The new rules for web app and API security

The truth is, most web app and API security tools were designed for a very different era. A time before developers and security practitioners worked together to ship secure software using integrated workflows. A time before applications were globally distributed and API-based. A time before engineers expected to be able to enter a command and instantly make a global update. But as our CEO Joshua Bixby likes to say, “Attackers are developers, too.” And attackers aren’t bogged down by the limitations of legacy solutions. They’re as nimble as ever, using modern tools and workflows to build and advance new threats. It’s never been more clear that it’s time for a change. So today, we’re outlining new rules for web application and API security that respect the way modern applications are built. 
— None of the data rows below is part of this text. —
/// Routes a single segmented edge leaving its start node through `side`.
///
/// When the two faces lie on one line the nodes share a border and a
/// straight or mid-line route would have no length, so the edge goes
/// around the side instead.
pub(crate) fn build_segmented_path(
    ctx: &RouteContext<'_>,
    storage: &EdgeStorage,
    edge: &Edge,
    side: Side,
) -> EdgePath {
    if faces_touch(ctx, edge, side) {
        return build_bracket_path(ctx, storage, edge, side);
    }
    let start_center = ctx.bounds(edge.start).center();
    let end_center = ctx.bounds(edge.end).center();
    let start_point = get_connection_point(ctx, storage, edge.start, side, end_center);
    let end_point = get_connection_point(ctx, storage, edge.end, side.opposite(), start_center);
    if along(start_point, side) == along(end_point, side) {
        return EdgePath::new(start_point, end_point);
    }
    let mid = get_mid_line(ctx, storage, edge, side, start_point, end_point);
    EdgePath::from_points([
        start_point,
        bend(start_point, mid, side),
        bend(end_point, mid, side),
        end_point,
    ])
}

/// Mid-line for a merge group: halfway between the shared face and the
/// nearest facing side among the far nodes.
fn merged_mid_line(ctx: &RouteContext<'_>, shared: NodeId, side: Side, far_nodes: &[NodeId]) -> i32 {
    let shared_face = ctx.bounds(shared).face_coordinate(side);
    let outward = side.outward_sign();
    let nearest = far_nodes
        .iter()
        .map(|&node| ctx.bounds(node).face_coordinate(side.opposite()))
        .min_by_key(|face| (face - shared_face) * outward)
        .unwrap_or(shared_face);
    ctx.grid.snap((shared_face + nearest).div_euclid(2))
}

/// Routes a group sharing a start node through one trunk leaving that node.
pub(crate) fn store_merged_start_edges(
    ctx: &RouteContext<'_>,
    storage: &mut EdgeStorage,
    group: &[&Edge],
) {
    let Some(first) = group.first() else {
        return;
    };
    let shared = first.start;
    let side = attached_side(ctx, storage, first);
    let far_nodes: Vec<NodeId> = group.iter().map(|edge| edge.end).collect();
    let mid = merged_mid_line(ctx, shared, side, &far_nodes);
    let trunk = get_connection_point(ctx, storage, shared, side, ctx.bounds(first.end).center());
    tracing::trace!(node = %shared, ?side, edges = group.len(), "merging start trunk");
    for edge in group {
        let far = get_connection_point(ctx, storage, edge.end, side.opposite(), trunk);
        let path = EdgePath::from_points([trunk, bend(trunk, mid, side), bend(far, mid, side), far]);
        storage.store(edge, path);
    }
}

/// Routes a group sharing an end node through one trunk entering that node.
pub(crate) fn store_merged_end_edges(
    ctx: &RouteContext<'_>,
    storage: &mut EdgeStorage,
    group: &[&Edge],
) {
    let Some(first) = group.first() else {
        return;
    };
    let shared = first.end;
    let side = attached_side(ctx, storage, first).opposite();
    let far_nodes: Vec<NodeId> = group.iter().map(|edge| edge.start).collect();
    let mid = merged_mid_line(ctx, shared, side, &far_nodes);
    let trunk = get_connection_point(ctx, storage, shared, side, ctx.bounds(first.start).center());
    tracing::trace!(node = %shared, ?side, edges = group.len(), "merging end trunk");
    for edge in group {
        let far = get_connection_point(ctx, storage, edge.start, side.opposite(), trunk);
        let path = EdgePath::from_points([far, bend(far, mid, side), bend(trunk, mid, side), trunk]);
        storage.store(edge, path);
    }
}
Rule 1: Tools must fight intent, not specific threats 

Security teams have long been focused on fighting specific threats. When evaluating new tools, they ask, “Can this protect me against a X?” Those threats are often big news-making events like Stuxnet, or the more recent SolarWinds hack. This style of evaluation leads practitioners to tools that look for signatures or “Indicators of Compromise” (IoCs) of a particular threat. IoCs include things like the IP addresses of known attackers and regular expressions that match a particular request URL that the malware targets. 

What signature-based tools don’t do well is differentiate between legitimate and malicious traffic or keep up with the unyielding increase in threats. And how could they? Recent reports indicate over 350,000 new malware variants per day are created.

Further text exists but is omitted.